Henry: Portrait of a Serial Killer was so controversial that, although originally released in 1986, it didn’t see a wide release until 1990 due to the MPAA giving it an X rating. That’s right: This film has been labeled pornographic by the MPAA simply for its soul-crushing violence. Henry is a drifter, moving from place to place and committing murders as he goes. Women, men, children—all fall at Henry’s evil hands. Until, that is, he meets up with his old friend Otis and Otis’ sister Becky. As the old friends start a wave of violence together, Henry builds a relationship with Becky that has consequences for everyone involved. While shocking, the violence is relatively tame by today’s standards, but Henry: Portrait of a Serial Killer has lost none of its terrifying impacts, and it’s one of the best serial killer movies on Amazon Prime. Michael Rooker (Guardians of the Galaxy) gives evil a face as Henry, and it’s one you won’t quickly forget. —John-Michael Bond

5)  I Saw the Devil

This South Korean thriller pits two of the country’s most well-known actors (Choi Min-sik and Lee Byung-hun) as a cop and a serial killer, respectively. It’s a cat-and-mouse story, or maybe cat-and-cat is more appropriate, as Byung-hun relentlessly tracks and tortures the man (Min-sik) who killed his wife. The film is directed by maestro Kim Jee-woon, so you’re in good hands. I Saw the Devil is brutal and provocative, and if you have the stomach for it, it’s well worth a watch. —Eddie Strait 

6) Polytechnique

Denis Villeneuve is now a well-established name thanks to heady sci-fi films like Arrival and Blade Runner 2049, but in 2009, he tackled a true story. In December 1989, Marc Lépine opened fired at Montreal’s École Polytechnique, killing 14 female students and injuring 14 other women and men. Women—and Canada’s feminist movement—were Lépine’s target, and though Villeneuve’s black-and-white film is beautifully framed and paced, that the film is still so relevant leaves one with a sense of dread. —A.S.

7) Brawl in Cell Block 99

Vince Vaughn has never been better on screen. He plays a man who gets himself mixed up with the wrong people and finds himself in prison. In order to keep his wife safe, he must brawl (there it is) his way through to the jailhouse kingpin. Anyone familiar with S. Craig Zahler’s Bone Tomahawk knows that means plenty of skull-cracking violence will ensue. Brawl is a brutal, somewhat stunning B-movie. Oh, and there’s a scene where Vaughn pummels and tears apart a car with his bare hands. —E.S.

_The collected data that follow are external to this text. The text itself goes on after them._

//! Persistent TTL cache with pluggable backends.
//!
//! This module provides a content-agnostic cache that:
//! - Stores JSON envelopes (`data`, `createdAt`, `ttl`) per `(store, key)`
//! - Treats expired entries as absent on ordinary reads
//! - Keeps expired entries around so they can be served when offline
//! - Degrades silently: storage errors become misses or dropped writes

mod kv;
mod memory;
mod storage;
mod store;
mod traits;

pub use kv::FileKvStorage;
pub use memory::MemoryStorage;
pub use storage::SqliteStorage;
pub use store::{origin_scope, PersistentStore};
pub use traits::{
  CacheEntry, CacheResult, CacheSource, StorageBackend, StorageError, Store, StoredEntry,
};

8) Killer Klowns from Outer Space 

The Chiodo brothers put out an American classic with this 1988 horror comedy. The killer clowns in question are indeed from outer space, and they’re hellbent on harvesting as many humans as possible. Along the way they come up with a lot of inventive ways to kill: balloon animals, pies, shadow puppets, cotton candy. —A.S.

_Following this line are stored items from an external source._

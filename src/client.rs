//! Content client with transparent caching, retries and offline fallbacks.

use chrono::Duration;
use color_eyre::Result;
use serde::{de::DeserializeOwned, Serialize};
use std::future::Future;
use std::sync::Arc;
use tracing::{debug, info, warn};

use crate::api::{
  Book, Collection, ContentApi, FetchError, HttpContentApi, Record, RecordPage, RecordQuery,
};
use crate::cache::{CacheResult, CacheSource, PersistentStore, Store};
use crate::clock::{Clock, SystemClock};
use crate::config::Config;
use crate::fallback::{placeholder_books, StaticFallbackDataset};
use crate::health::{probe_once, HealthMonitor, HealthProbe, HealthState, DEGRADED_MESSAGE};
use crate::notify::{Notifier, Severity};
use crate::retry::RetryPolicy;

/// Time-to-live per kind of content.
pub mod ttl {
  use chrono::Duration;

  pub fn collections() -> Duration {
    Duration::days(7)
  }

  pub fn books() -> Duration {
    Duration::days(7)
  }

  pub fn records() -> Duration {
    Duration::hours(1)
  }

  pub fn daily() -> Duration {
    Duration::hours(24)
  }
}

/// Cache key of the full collection list.
pub const ALL_COLLECTIONS_KEY: &str = "all";

/// Outcome of [`ResilientClient::warm`].
#[derive(Debug, Clone, Serialize)]
#[serde(rename_all = "camelCase")]
pub struct WarmSummary {
  pub collections: usize,
  pub collections_source: CacheSource,
  /// Book lists that were refreshed from the network
  pub books_refreshed: usize,
}

/// Read-only client for the content service that never fails a read.
///
/// Every read consults the cache, tries the network through the retry
/// policy, writes successful results through to the cache and falls back to
/// cached (even expired) data, then to the embedded dataset, then to an
/// empty or synthesized result.
///
/// Concurrent reads of the same key are not coalesced: each may miss the
/// cache and hit the network, and the last write wins.
pub struct ResilientClient {
  api: Arc<dyn ContentApi>,
  cache: Arc<PersistentStore>,
  health: Arc<HealthMonitor>,
  notifier: Arc<dyn Notifier>,
  clock: Arc<dyn Clock>,
  retry: RetryPolicy,
  fallback: StaticFallbackDataset,
  /// Serve valid cache without a network attempt if the last health check
  /// is this recent
  recent_check: Duration,
  probe_interval: std::time::Duration,
  interactive: bool,
}

impl ResilientClient {
  pub fn new(
    api: Arc<dyn ContentApi>,
    cache: Arc<PersistentStore>,
    health: Arc<HealthMonitor>,
    notifier: Arc<dyn Notifier>,
    clock: Arc<dyn Clock>,
  ) -> Self {
    Self {
      api,
      cache,
      health,
      notifier,
      clock,
      retry: RetryPolicy::default(),
      fallback: StaticFallbackDataset::embedded(),
      recent_check: Duration::seconds(5),
      probe_interval: std::time::Duration::from_secs(30),
      interactive: true,
    }
  }

  /// Wire up the HTTP transport, the configured cache backend and a fresh
  /// health monitor.
  pub fn from_config(config: &Config, notifier: Arc<dyn Notifier>) -> Result<Self> {
    let clock: Arc<dyn Clock> = Arc::new(SystemClock);
    let api = HttpContentApi::new(config)?;
    let cache = PersistentStore::open(
      &config.cache,
      &api.origin(),
      config.interactive,
      Arc::clone(&clock),
    );
    let health = HealthMonitor::with_threshold(Arc::clone(&clock), config.health.failure_threshold);

    Ok(
      Self::new(
        Arc::new(api),
        Arc::new(cache),
        Arc::new(health),
        notifier,
        clock,
      )
      .with_retry(RetryPolicy::from(&config.retry))
      .with_recent_check(config.health.recent_check())
      .with_probe(config.health.probe_interval(), config.interactive),
    )
  }

  pub fn with_retry(mut self, retry: RetryPolicy) -> Self {
    self.retry = retry;
    self
  }

  pub fn with_recent_check(mut self, window: Duration) -> Self {
    self.recent_check = window;
    self
  }

  pub fn with_fallback(mut self, fallback: StaticFallbackDataset) -> Self {
    self.fallback = fallback;
    self
  }

  pub fn with_probe(mut self, interval: std::time::Duration, interactive: bool) -> Self {
    self.probe_interval = interval;
    self.interactive = interactive;
    self
  }

  pub fn cache(&self) -> &PersistentStore {
    &self.cache
  }

  pub fn health(&self) -> &HealthMonitor {
    &self.health
  }

  pub fn health_state(&self) -> HealthState {
    self.health.state()
  }

  /// Run the health probe now, for "retry now" affordances.
  pub async fn force_health_check(&self) -> HealthState {
    probe_once(self.api.as_ref(), &self.health, self.notifier.as_ref()).await
  }

  /// A background probe sharing this client's health state. Not started.
  pub fn health_probe(&self) -> HealthProbe {
    HealthProbe::new(
      Arc::clone(&self.api),
      Arc::clone(&self.health),
      Arc::clone(&self.notifier),
      self.probe_interval,
      self.interactive,
    )
  }

  // ==========================================================================
  // Reads
  // ==========================================================================

  pub async fn get_collections(&self) -> Vec<Collection> {
    self.get_collections_with_source().await.data
  }

  pub async fn get_collections_with_source(&self) -> CacheResult<Vec<Collection>> {
    self
      .read_through(
        Store::Collections,
        ALL_COLLECTIONS_KEY,
        ttl::collections(),
        || {
          let api = Arc::clone(&self.api);
          async move { api.list_collections().await }
        },
        || self.fallback.collections().to_vec(),
      )
      .await
  }

  pub async fn get_books(&self, collection_id: &str) -> Vec<Book> {
    self.get_books_with_source(collection_id).await.data
  }

  pub async fn get_books_with_source(&self, collection_id: &str) -> CacheResult<Vec<Book>> {
    self
      .read_through(
        Store::Books,
        collection_id,
        ttl::books(),
        || {
          let api = Arc::clone(&self.api);
          let collection_id = collection_id.to_string();
          async move { api.list_books(&collection_id).await }
        },
        || {
          self
            .declared_collection(collection_id)
            .map(|c| placeholder_books(&c))
            .unwrap_or_default()
        },
      )
      .await
  }

  pub async fn get_records(&self, query: &RecordQuery) -> RecordPage {
    self.get_records_with_source(query).await.data
  }

  pub async fn get_records_with_source(&self, query: &RecordQuery) -> CacheResult<RecordPage> {
    self
      .read_through(
        Store::Hadiths,
        &query.cache_key(),
        ttl::records(),
        || {
          let api = Arc::clone(&self.api);
          let query = query.clone();
          async move { api.list_records(&query).await }
        },
        || RecordPage::unavailable(query.page, query.per_page),
      )
      .await
  }

  /// The daily record, cached per UTC calendar date.
  pub async fn get_daily_record(&self) -> Record {
    self.get_daily_record_with_source().await.data
  }

  pub async fn get_daily_record_with_source(&self) -> CacheResult<Record> {
    let date = self.clock.now().format("%Y-%m-%d").to_string();
    self
      .read_through(
        Store::Daily,
        &date,
        ttl::daily(),
        || {
          let api = Arc::clone(&self.api);
          async move { api.daily_record().await }
        },
        || self.fallback.daily_record().clone(),
      )
      .await
  }

  /// Free-text search. Never cached; empty while the service is believed
  /// offline, and empty on any failure.
  pub async fn search(&self, query: &str) -> Vec<Record> {
    let query = query.trim();
    if query.is_empty() {
      return Vec::new();
    }
    if !self.health.is_online() {
      debug!(query, "Offline, skipping search");
      return Vec::new();
    }

    let result = self
      .retry
      .run(|| {
        let api = Arc::clone(&self.api);
        let query = query.to_string();
        async move { api.search(&query).await }
      })
      .await;

    match result {
      Ok(records) => {
        self.health.record_success();
        records
      }
      Err(err) => {
        self.note_failure("search", query, &err);
        Vec::new()
      }
    }
  }

  /// Fetch the collection list and every collection's books so they are
  /// cached for offline use.
  pub async fn warm(&self) -> WarmSummary {
    let collections = self.get_collections_with_source().await;

    let books = futures::future::join_all(
      collections
        .data
        .iter()
        .map(|c| self.get_books_with_source(&c.id)),
    )
    .await;

    let summary = WarmSummary {
      collections: collections.data.len(),
      collections_source: collections.source,
      books_refreshed: books
        .iter()
        .filter(|b| b.source == CacheSource::Network)
        .count(),
    };
    info!(
      collections = summary.collections,
      books_refreshed = summary.books_refreshed,
      "Cache warmed"
    );
    summary
  }

  // ==========================================================================
  // Internals
  // ==========================================================================

  /// Shared read path for every cached operation.
  async fn read_through<T, F, Fut>(
    &self,
    store: Store,
    key: &str,
    ttl: Duration,
    fetch: F,
    fallback: impl FnOnce() -> T,
  ) -> CacheResult<T>
  where
    T: Serialize + DeserializeOwned,
    F: FnMut() -> Fut,
    Fut: Future<Output = Result<T, FetchError>>,
  {
    let now = self.clock.now();
    let cached = match self.cache.get_entry::<T>(store, key) {
      Some(entry) if entry.is_valid(now) && self.prefer_cache(now) => {
        debug!(%store, key, "Cache hit");
        return CacheResult::from_cache(entry.data, entry.created_at);
      }
      other => other,
    };

    match self.retry.run(fetch).await {
      Ok(data) => {
        self.cache.set(store, key, &data, ttl);
        self.health.record_success();
        CacheResult::from_network(data)
      }
      Err(err) => {
        self.note_failure(store.as_str(), key, &err);
        match cached {
          Some(entry) => {
            debug!(%store, key, cached_at = %entry.created_at, "Serving cached data after failure");
            CacheResult::offline(entry.data, entry.created_at)
          }
          None => {
            debug!(%store, key, "Serving fallback data");
            CacheResult::fallback(fallback())
          }
        }
      }
    }
  }

  /// Skip the network when we know it is down, or when a check just happened.
  fn prefer_cache(&self, now: chrono::DateTime<chrono::Utc>) -> bool {
    let state = self.health.state();
    !state.is_online || now - state.last_check_time < self.recent_check
  }

  fn note_failure(&self, what: &str, key: &str, err: &FetchError) {
    warn!(what, key, error = %err, "Content request failed");
    if self.health.record_failure() {
      self.notifier.notify(DEGRADED_MESSAGE, Severity::Warning);
    }
  }

  /// Declared counts for a collection: cached list first, even if expired.
  fn declared_collection(&self, collection_id: &str) -> Option<Collection> {
    self
      .cache
      .get_entry::<Vec<Collection>>(Store::Collections, ALL_COLLECTIONS_KEY)
      .and_then(|entry| entry.data.into_iter().find(|c| c.id == collection_id))
      .or_else(|| self.fallback.collection(collection_id).cloned())
  }
}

9) Aileen: Life and Death of a Serial Killer

This film by documentary filmmaker Nick Broomfield is a bookend to his 1992 film, Aileen Wuornos: The Selling of a Serial Killer, which explored the corruption running through the trial of one of Florida’s most infamous serial killers. A decade later, Broomfield returned to Florida, called as a witness before her execution. Perhaps inadvertently, he becomes a character in his own film, and the cast of supporting characters surrounding the trial is quintessentially Florida. His interactions with “Dr. Legal,” aka Stephen Glazer, Wuornos’ one-time, cable-access–famous lawyer, are the film’s comedic relief. Wuornos was also on death row at the time of filming (she died by lethal injection in 2002), and Broomfield is able to extract her come-to-Jesus monologues, though they do little to illuminate who Wuornos truly was. —A.S.

10) Angel Heart

Mickey Rourke’s private investigator Harry Angel takes on a case that brings him to New Orleans, where he meets up with a man named Louis Cyphre (Robert De Niro). Angel’s trying to find a missing singer, but soon people start dying around him, and he finds out Louis’ real identity. —A.S.